Red Cross, start-ups to recycle hurricane debris in St. Maarten

~ School meal programme extended ~

THE HAGUE–The Red Cross and the Start-up Solutions for St. Maarten initiative will initiate an innovative and sustainable way of recycling waste from Hurricane Irma in St. Maarten, it was announced on Monday.

  The Red Cross also announced an extension of the school meal programme. The Red Cross, with the aid of volunteers, has been supplying breakfast and lunch for some 4,000 children at schools since October last year. The project will be extended by three months through a contribution of the Dutch Ministry of Home Affairs and Kingdom Relations BZK.

  The Ministry, through the Recovery Fund, is also financially contributing to an innovative project to tackle the waste management issue with the involvement of the Red Cross and Start-up Solutions for St. Maarten. The project will not only help with the reduction of waste accumulated during the clean-up and the recovery after the hurricane, but will create jobs as well.

  The amount of debris is expected to further increase with the demolition works that will be taking place during the recovery phase. This debris can be used to make new products. “We should not see the debris as a burden, but as an opportunity,” said Red Cross International Relief head Juriaan Lahr in a press release.

  Many tarpaulins will be removed from people’s roofs in the coming months as the home repair programme progresses. These tarpaulins can be used to make new products. Discarded plastic and metal can also be used to make new hurricane shutters.

  A construction site will be set up in the coming months where waste and building debris can be deposited. The location will house an area where entrepreneurs can develop and create new products using the recycled waste, as well as an outlet where the new products can be sold to the public. Both Dutch start-up initiatives and local entrepreneurs will be working on the site.

  The possibilities of the recycling of hurricane debris were researched in the past few months. More than 130 start-up companies have submitted ideas, which besides recycling of waste, also contribute to employment, housing, energy of economic security in St. Maarten. These ideas serve as a background for future plans at the construction site.

  Other relief projects of the Red Cross continue in the meantime. Besides the school meal programme, there is also assistance for the more vulnerable groups in society. Persons who are having trouble sustaining themselves have been receiving food vouchers for their purchases at local supermarkets.

  The Red Cross advises and assists vulnerable groups in society with repairs to their homes and to rebuild in a hurricane-proof manner. People receiving advice from the Red Cross are offered the construction materials necessary for the repairs.

  The Red Cross is looking at the potential of using so-called “block-chain,” a form of crypto currency technology. The system of a digital wallet enables victims of a disaster to purchase their own food, water and other relief supplies.

  The relief projects that have been started in St. Maarten after Hurricane Irma will serve as research material for the block-chain system. The Red Cross will assess in the coming year whether block-chain makes the assistance better and more effective. St. Maarten is deemed a useful place to research this system because the Red Cross is active here with a number of projects.

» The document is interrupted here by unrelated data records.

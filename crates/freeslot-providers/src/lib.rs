//! Event sources for the freeslot engine.
//!
//! ```text
//!  .ics file        .json file
//!      │                │
//!      ▼                ▼
//! IcsFileSource   JsonFileSource
//!      │                │
//!      └── CalendarSource ──┘
//!               │ fetch_all()
//!               ▼
//!           RawEvent  ──► freeslot_core::normalize_event()
//! ```

pub mod error;
#[cfg(feature = "ics")]
pub mod ics;
pub mod json;
pub mod source;

pub use error::{ProviderError, ProviderErrorCode, ProviderResult};
#[cfg(feature = "ics")]
pub use ics::{IcsFileSource, parse_ics_content};
pub use json::{JsonFileSource, parse_json_content};
pub use source::{BoxFuture, CalendarSource, fetch_all, overlaps_window};
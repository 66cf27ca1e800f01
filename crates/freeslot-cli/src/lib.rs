//! CLI, configuration, event loading, output rendering
//!
//! This crate provides the `freeslot` command-line interface.

pub mod cli;
pub mod commands;
pub mod config;
pub mod error;
pub mod output;

pub use cli::Cli;
pub use error::{CliError, CliResult};
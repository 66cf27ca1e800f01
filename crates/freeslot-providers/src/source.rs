//! The [`CalendarSource`] trait and multi-source fetching.

use std::future::Future;
use std::pin::Pin;

use chrono::{DateTime, Utc};
use freeslot_core::{RawEvent, RawEventTime, TimeInterval, start_of_day};
use tracing::{debug, info};

use crate::error::ProviderResult;

/// A boxed future for object-safe async trait methods.
pub type BoxFuture<'a, T> = Pin<Box<dyn Future<Output = T> + Send + 'a>>;

/// A backend that materializes raw events.
///
/// Implementations return every event overlapping the requested window,
/// including events whose bounds could not be parsed; normalization decides
/// what to do with those.
pub trait CalendarSource: Send + Sync {
    /// Returns the source name, used to tag `calendar_id`.
    fn name(&self) -> &str;

    /// Fetches events overlapping `window`.
    ///
    /// # Errors
    ///
    /// Returns `ProviderError` if the calendar cannot be read or parsed.
    fn fetch_events<'a>(
        &'a self,
        window: &'a TimeInterval,
    ) -> BoxFuture<'a, ProviderResult<Vec<RawEvent>>>;
}

fn instant(time: &RawEventTime) -> DateTime<Utc> {
    match time {
        RawEventTime::Date(date) => start_of_day(*date),
        other => other.to_utc().unwrap_or(DateTime::<Utc>::MIN_UTC),
    }
}

/// Returns true if `raw` may overlap `window`.
///
/// Events missing a bound are kept.
pub fn overlaps_window(raw: &RawEvent, window: &TimeInterval) -> bool {
    let (Some(start), Some(end)) = (&raw.start, &raw.end) else {
        return true;
    };
    let (start, end) = (instant(start), instant(end));
    if start == end {
        window.contains(start)
    } else {
        window.overlaps(start, end)
    }
}

/// Fetches from every source in order and merges the results.
///
/// Each event's `calendar_id` is set to the name of the source it came from.
///
/// # Errors
///
/// Stops at the first failing source, returning its error tagged with the
/// source name.
pub async fn fetch_all(
    sources: &[Box<dyn CalendarSource>],
    window: &TimeInterval,
) -> ProviderResult<Vec<RawEvent>> {
    let mut merged = Vec::new();
    for source in sources {
        let events = source
            .fetch_events(window)
            .await
            .map_err(|e| e.with_provider(source.name()))?;
        debug!(source = source.name(), count = events.len(), "Fetched events");
        merged.extend(events.into_iter().map(|raw| raw.with_calendar(source.name())));
    }
    info!(
        sources = sources.len(),
        events = merged.len(),
        "Merged calendar sources"
    );
    Ok(merged)
}
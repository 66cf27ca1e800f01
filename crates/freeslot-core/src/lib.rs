//! Core availability engine: events, overlap checks, slot generation,
//! day aggregation and remote-day classification.

pub mod aggregate;
pub mod config;
pub mod engine;
pub mod error;
pub mod event;
pub mod normalize;
pub mod overlap;
pub mod raw_event;
pub mod remote;
pub mod slots;
pub mod time;
pub mod tracing;

pub use aggregate::DayAggregator;
pub use config::{AvailabilityConfig, DEFAULT_MARKER, DEFAULT_STEP_MINUTES, MarkerRule};
pub use engine::{AvailabilityEngine, DayAvailability, EventsByDate, QualifyingDay, flatten_slots};
pub use error::{AvailabilityError, AvailabilityResult};
pub use event::{CalendarEvent, EventSpan, IgnoreReason};
pub use normalize::{normalize_event, normalize_events};
pub use overlap::{blocks, is_free};
pub use raw_event::{RawEvent, RawEventTime};
pub use remote::is_remote_day;
pub use slots::{SlotDuration, SlotRecord, candidate_slots, generate_slots};
pub use time::{DateRange, DayEnvelope, TimeInterval, is_weekend, parse_date, start_of_day};

pub use self::tracing::{TracingConfig, TracingError, TracingFormat, init_tracing};
//! Collaborator seams owned elsewhere in the platform.
//!
//! The core never performs file I/O or outbound network calls itself; it
//! talks to these traits and ships logging/shape-checking defaults so the
//! service runs standalone.
use serde_json::Value;
use tracing::info;
use uuid::Uuid;

/// Outbound win/payment notifications. Delivery (email/SMS) is owned by the
/// messaging service.
pub trait NotificationSender: Send + Sync {
    fn notify(&self, participant_id: Uuid, template: &str, data: Value);
}

/// Validates an uploaded receipt reference before it is attached to a
/// purchase. Storage is owned by the upload service; the core only ever sees
/// URLs.
pub trait ReceiptStorage: Send + Sync {
    fn resolve(&self, url: &str) -> bool;
}

pub struct LogNotifier;

impl NotificationSender for LogNotifier {
    fn notify(&self, participant_id: Uuid, template: &str, data: Value) {
        info!("notify participant={participant_id} template={template} data={data}");
    }
}

/// Accepts any http(s) URL with a non-empty remainder.
pub struct UrlShapeReceipts;

impl ReceiptStorage for UrlShapeReceipts {
    fn resolve(&self, url: &str) -> bool {
        url.strip_prefix("https://")
            .or_else(|| url.strip_prefix("http://"))
            .is_some_and(|rest| !rest.is_empty())
    }
}
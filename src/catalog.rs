//! # Raffle catalog
//!
//! Owns raffle definitions and their prizes. Everything else consults this
//! module before touching inventory or purchases.
//!
//! Lifecycle is one-directional except ACTIVE<->PAUSED; DRAWN and CANCELLED
//! are terminal. Activation is the moment the numbered ticket set comes into
//! existence: `0..total_tickets` rows are created in the same transaction
//! that flips the status, and the set's cardinality never changes afterwards.
use chrono::{DateTime, Utc};
use serde::{Deserialize, Serialize};
use sqlx::{QueryBuilder, Sqlite, SqlitePool};
use tracing::info;
use uuid::Uuid;

use crate::{database, error::AppError, inventory::TicketState};

pub const MAX_TOTAL_TICKETS: i64 = 10_000;

/// Ticket rows are inserted in batches during activation; 3 binds per row
/// keeps each batch well under SQLite's bind limit.
const ACTIVATION_BATCH: usize = 300;

#[derive(Debug, Clone, Copy, PartialEq, Eq, Serialize, Deserialize, sqlx::Type)]
#[serde(rename_all = "SCREAMING_SNAKE_CASE")]
#[sqlx(rename_all = "SCREAMING_SNAKE_CASE")]
pub enum RaffleStatus {
    Draft,
    Active,
    Paused,
    Drawn,
    Cancelled,
}

impl RaffleStatus {
    pub fn can_transition(self, to: RaffleStatus) -> bool {
        use RaffleStatus::*;

        matches!(
            (self, to),
            (Draft, Active)
                | (Active, Paused)
                | (Paused, Active)
                | (Active, Drawn)
                | (Draft, Cancelled)
                | (Active, Cancelled)
                | (Paused, Cancelled)
        )
    }
}

#[derive(Debug, Clone, sqlx::FromRow, Serialize)]
pub struct Raffle {
    pub id: Uuid,
    pub name: String,
    pub price_cents: i64,
    pub total_tickets: i64,
    pub limit_per_person: i64,
    pub reservation_window_minutes: i64,
    pub draw_date: DateTime<Utc>,
    pub status: RaffleStatus,
    pub created_at: DateTime<Utc>,
}

#[derive(Debug, Clone, sqlx::FromRow, Serialize)]
pub struct Prize {
    pub id: Uuid,
    pub raffle_id: Uuid,
    pub name: String,
    pub display_order: i64,
    pub winning_ticket: Option<i64>,
}

#[derive(Debug, Deserialize)]
pub struct NewRaffle {
    pub name: String,
    pub price_cents: i64,
    pub total_tickets: i64,
    pub limit_per_person: i64,
    pub reservation_window_minutes: i64,
    pub draw_date: DateTime<Utc>,
}

pub async fn create_raffle(pool: &SqlitePool, new: NewRaffle) -> Result<Raffle, AppError> {
    if new.name.trim().is_empty() {
        return Err(AppError::Validation("Raffle name must not be empty".into()));
    }
    if new.price_cents <= 0 {
        return Err(AppError::Validation("Ticket price must be positive".into()));
    }
    if new.total_tickets < 1 || new.total_tickets > MAX_TOTAL_TICKETS {
        return Err(AppError::Validation(format!(
            "Total tickets must be between 1 and {MAX_TOTAL_TICKETS}"
        )));
    }
    if new.limit_per_person < 1 {
        return Err(AppError::Validation(
            "Per-person limit must be at least 1".into(),
        ));
    }
    if new.reservation_window_minutes < 1 {
        return Err(AppError::Validation(
            "Reservation window must be at least 1 minute".into(),
        ));
    }

    let id = Uuid::new_v4();

    sqlx::query(
        "INSERT INTO raffles
         (id, name, price_cents, total_tickets, limit_per_person,
          reservation_window_minutes, draw_date, status, created_at)
         VALUES (?, ?, ?, ?, ?, ?, ?, ?, ?)",
    )
    .bind(id)
    .bind(new.name.trim())
    .bind(new.price_cents)
    .bind(new.total_tickets)
    .bind(new.limit_per_person)
    .bind(new.reservation_window_minutes)
    .bind(new.draw_date)
    .bind(RaffleStatus::Draft)
    .bind(Utc::now())
    .execute(pool)
    .await?;

    get(pool, id).await
}

pub async fn get<'e, E>(executor: E, raffle_id: Uuid) -> Result<Raffle, AppError>
where
    E: sqlx::Executor<'e, Database = Sqlite>,
{
    sqlx::query_as(
        "SELECT id, name, price_cents, total_tickets, limit_per_person,
                reservation_window_minutes, draw_date, status, created_at
         FROM raffles WHERE id = ?",
    )
    .bind(raffle_id)
    .fetch_optional(executor)
    .await?
    .ok_or(AppError::NotFound("raffle"))
}

/// Prizes can only be attached while the raffle is still a draft; the prize
/// list is what the drawing engine iterates, in display order.
pub async fn add_prize(pool: &SqlitePool, raffle_id: Uuid, name: &str) -> Result<Prize, AppError> {
    if name.trim().is_empty() {
        return Err(AppError::Validation("Prize name must not be empty".into()));
    }

    let raffle = get(pool, raffle_id).await?;
    if raffle.status != RaffleStatus::Draft {
        return Err(AppError::State(
            "Prizes can only be added to a draft raffle".into(),
        ));
    }

    let id = Uuid::new_v4();
    let next_order: i64 =
        sqlx::query_scalar("SELECT COUNT(*) + 1 FROM prizes WHERE raffle_id = ?")
            .bind(raffle_id)
            .fetch_one(pool)
            .await?;

    sqlx::query(
        "INSERT INTO prizes (id, raffle_id, name, display_order, winning_ticket)
         VALUES (?, ?, ?, ?, NULL)",
    )
    .bind(id)
    .bind(raffle_id)
    .bind(name.trim())
    .bind(next_order)
    .execute(pool)
    .await
    .map_err(|e| match e.as_database_error() {
        // prizes_by_order: a racing add_prize claimed the same slot.
        Some(db) if db.is_unique_violation() => {
            AppError::Conflict("Prize position was just taken".into())
        }
        _ => e.into(),
    })?;

    Ok(Prize {
        id,
        raffle_id,
        name: name.trim().to_string(),
        display_order: next_order,
        winning_ticket: None,
    })
}

pub async fn prizes<'e, E>(executor: E, raffle_id: Uuid) -> Result<Vec<Prize>, AppError>
where
    E: sqlx::Executor<'e, Database = Sqlite>,
{
    let prizes = sqlx::query_as(
        "SELECT id, raffle_id, name, display_order, winning_ticket
         FROM prizes WHERE raffle_id = ? ORDER BY display_order",
    )
    .bind(raffle_id)
    .fetch_all(executor)
    .await?;

    Ok(prizes)
}

/// DRAFT -> ACTIVE, creating the full numbered ticket set in the same
/// transaction. Activating anything but a draft is a `State` error, so the
/// ticket set can never be created twice.
pub async fn activate(pool: &SqlitePool, raffle_id: Uuid) -> Result<Raffle, AppError> {
    let raffle = get(pool, raffle_id).await?;
    if raffle.status != RaffleStatus::Draft {
        return Err(AppError::State(format!(
            "Cannot activate a raffle in status {:?}",
            raffle.status
        )));
    }

    let mut tx = database::begin_write(pool).await?;

    let claimed = sqlx::query("UPDATE raffles SET status = ? WHERE id = ? AND status = ?")
        .bind(RaffleStatus::Active)
        .bind(raffle_id)
        .bind(RaffleStatus::Draft)
        .execute(&mut *tx)
        .await?;

    if claimed.rows_affected() != 1 {
        return Err(AppError::Conflict(
            "Raffle was activated concurrently".into(),
        ));
    }

    let numbers: Vec<i64> = (0..raffle.total_tickets).collect();
    for chunk in numbers.chunks(ACTIVATION_BATCH) {
        let mut builder: QueryBuilder<Sqlite> =
            QueryBuilder::new("INSERT INTO tickets (raffle_id, numero, state) ");

        builder.push_values(chunk, |mut row, numero| {
            row.push_bind(raffle_id)
                .push_bind(numero)
                .push_bind(TicketState::Available);
        });

        builder.build().execute(&mut *tx).await?;
    }

    tx.commit().await?;

    info!(
        "Activated raffle {raffle_id} with {} tickets",
        raffle.total_tickets
    );

    get(pool, raffle_id).await
}

pub async fn set_status(
    pool: &SqlitePool,
    raffle_id: Uuid,
    to: RaffleStatus,
) -> Result<Raffle, AppError> {
    let raffle = get(pool, raffle_id).await?;

    if !raffle.status.can_transition(to) {
        return Err(AppError::State(format!(
            "Illegal raffle transition {:?} -> {to:?}",
            raffle.status
        )));
    }

    let result = sqlx::query("UPDATE raffles SET status = ? WHERE id = ? AND status = ?")
        .bind(to)
        .bind(raffle_id)
        .bind(raffle.status)
        .execute(pool)
        .await?;

    if result.rows_affected() != 1 {
        return Err(AppError::Conflict(
            "Raffle status changed concurrently".into(),
        ));
    }

    get(pool, raffle_id).await
}
use axum::{
    http::StatusCode,
    response::{IntoResponse, Response},
    Json,
};
use serde_json::json;
use thiserror::Error;
use tracing::error;

/// Failure taxonomy for the core.
///
/// Every variant maps to a stable machine-readable code so calling UIs can
/// present specific guidance ("those numbers were just taken" vs. "this
/// raffle is closed") instead of a generic failure page.
#[derive(Error, Debug)]
pub enum AppError {
    #[error("{0}")]
    Validation(String),

    #[error("{0} not found")]
    NotFound(&'static str),

    #[error("Raffle is not open for sales")]
    RaffleNotActive,

    #[error("Ticket number {0} is out of range")]
    OutOfRange(i64),

    #[error("Requested {requested} tickets but only {available} are available")]
    InsufficientInventory { requested: usize, available: usize },

    #[error("Per-person limit of {limit} tickets exceeded")]
    PerPersonLimitExceeded { limit: i64 },

    #[error("Payment method is unknown or inactive")]
    InvalidPaymentMethod,

    #[error("{0}")]
    Conflict(String),

    #[error("{0}")]
    State(String),

    #[error("Action was already processed")]
    AlreadyProcessed,

    #[error("Invalid manual selection: {0}")]
    InvalidManualSelection(String),

    #[error("Draw timed out and was rolled back")]
    DrawTimeout,

    #[error("Database error: {0}")]
    Database(sqlx::Error),
}

/// SQLITE_BUSY (5) and SQLITE_LOCKED (6), including their extended variants
/// such as BUSY_SNAPSHOT; the primary code lives in the low byte.
fn busy_or_locked(code: Option<&str>) -> bool {
    code.and_then(|c| c.parse::<u32>().ok())
        .is_some_and(|c| matches!(c & 0xff, 5 | 6))
}

/// A writer that exhausts the busy timeout lost a race for the database
/// lock, which callers should see as a retryable conflict, not a failure of
/// the storage layer.
impl From<sqlx::Error> for AppError {
    fn from(e: sqlx::Error) -> Self {
        match e.as_database_error() {
            Some(db) if busy_or_locked(db.code().as_deref()) => {
                AppError::Conflict("Lost a race for the database lock, retry".into())
            }
            _ => AppError::Database(e),
        }
    }
}

impl AppError {
    pub fn code(&self) -> &'static str {
        match self {
            AppError::Validation(_) => "VALIDATION",
            AppError::NotFound(_) => "NOT_FOUND",
            AppError::RaffleNotActive => "RAFFLE_NOT_ACTIVE",
            AppError::OutOfRange(_) => "OUT_OF_RANGE",
            AppError::InsufficientInventory { .. } => "INSUFFICIENT_INVENTORY",
            AppError::PerPersonLimitExceeded { .. } => "PER_PERSON_LIMIT",
            AppError::InvalidPaymentMethod => "INVALID_PAYMENT_METHOD",
            AppError::Conflict(_) => "CONFLICT",
            AppError::State(_) => "STATE",
            AppError::AlreadyProcessed => "ALREADY_PROCESSED",
            AppError::InvalidManualSelection(_) => "INVALID_MANUAL_SELECTION",
            AppError::DrawTimeout => "DRAW_TIMEOUT",
            AppError::Database(_) => "DATABASE",
        }
    }

    fn status(&self) -> StatusCode {
        match self {
            AppError::Validation(_)
            | AppError::OutOfRange(_)
            | AppError::InvalidPaymentMethod
            | AppError::InvalidManualSelection(_) => StatusCode::BAD_REQUEST,
            AppError::NotFound(_) => StatusCode::NOT_FOUND,
            AppError::RaffleNotActive
            | AppError::InsufficientInventory { .. }
            | AppError::PerPersonLimitExceeded { .. }
            | AppError::Conflict(_)
            | AppError::State(_)
            | AppError::AlreadyProcessed => StatusCode::CONFLICT,
            AppError::DrawTimeout => StatusCode::GATEWAY_TIMEOUT,
            AppError::Database(_) => StatusCode::INTERNAL_SERVER_ERROR,
        }
    }
}

impl IntoResponse for AppError {
    fn into_response(self) -> Response {
        let status = self.status();

        if status.is_server_error() {
            error!("{self}");
        }

        let body = json!({
            "code": self.code(),
            "message": self.to_string(),
        });

        (status, Json(body)).into_response()
    }
}

#[cfg(test)]
mod tests {
    use super::{busy_or_locked, AppError};

    #[test]
    fn busy_and_locked_codes_are_recognized() {
        // 517 = BUSY_SNAPSHOT, 262 = LOCKED_SHAREDCACHE.
        for code in ["5", "6", "517", "262"] {
            assert!(busy_or_locked(Some(code)), "{code}");
        }

        // 1555 = CONSTRAINT_PRIMARYKEY, 2067 = CONSTRAINT_UNIQUE.
        for code in ["1", "19", "1555", "2067"] {
            assert!(!busy_or_locked(Some(code)), "{code}");
        }

        assert!(!busy_or_locked(None));
    }

    #[test]
    fn codes_are_distinct() {
        let errors = [
            AppError::Validation("x".into()),
            AppError::NotFound("raffle"),
            AppError::RaffleNotActive,
            AppError::OutOfRange(101),
            AppError::InsufficientInventory {
                requested: 5,
                available: 2,
            },
            AppError::PerPersonLimitExceeded { limit: 10 },
            AppError::InvalidPaymentMethod,
            AppError::Conflict("x".into()),
            AppError::State("x".into()),
            AppError::AlreadyProcessed,
            AppError::InvalidManualSelection("x".into()),
            AppError::DrawTimeout,
        ];

        let mut codes: Vec<_> = errors.iter().map(|e| e.code()).collect();
        codes.sort();
        codes.dedup();

        assert_eq!(codes.len(), errors.len());
    }
}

  The Red Cross Data Team 510 and developer announced the launch of the research during the North American Bitcoin Conference in Miami last week Friday. The goal is to develop a system that can be deployed around the world in any kind of disaster and any local context, also in cash-based communities.

  With this system, the Red Cross would be able to speed up its assistance in disaster areas. In certain cases, the Red Cross opts to give disaster victims money so they can buy the things they need most urgently; for example, food and water. This eliminates the need for food packages, while at the same time stimulating the local economy and enhancing people’s resilience.

  The organisations will look into whether the use of block-chain technology can make the process of providing relief safer and more efficient. For example, the use of block-chain can prevent the transport of large sums of cash in disaster areas. This will make the situation safer for both the relief workers and the victims. At the same time, block-chain can result in lower overhead cost and a speedier assistance process.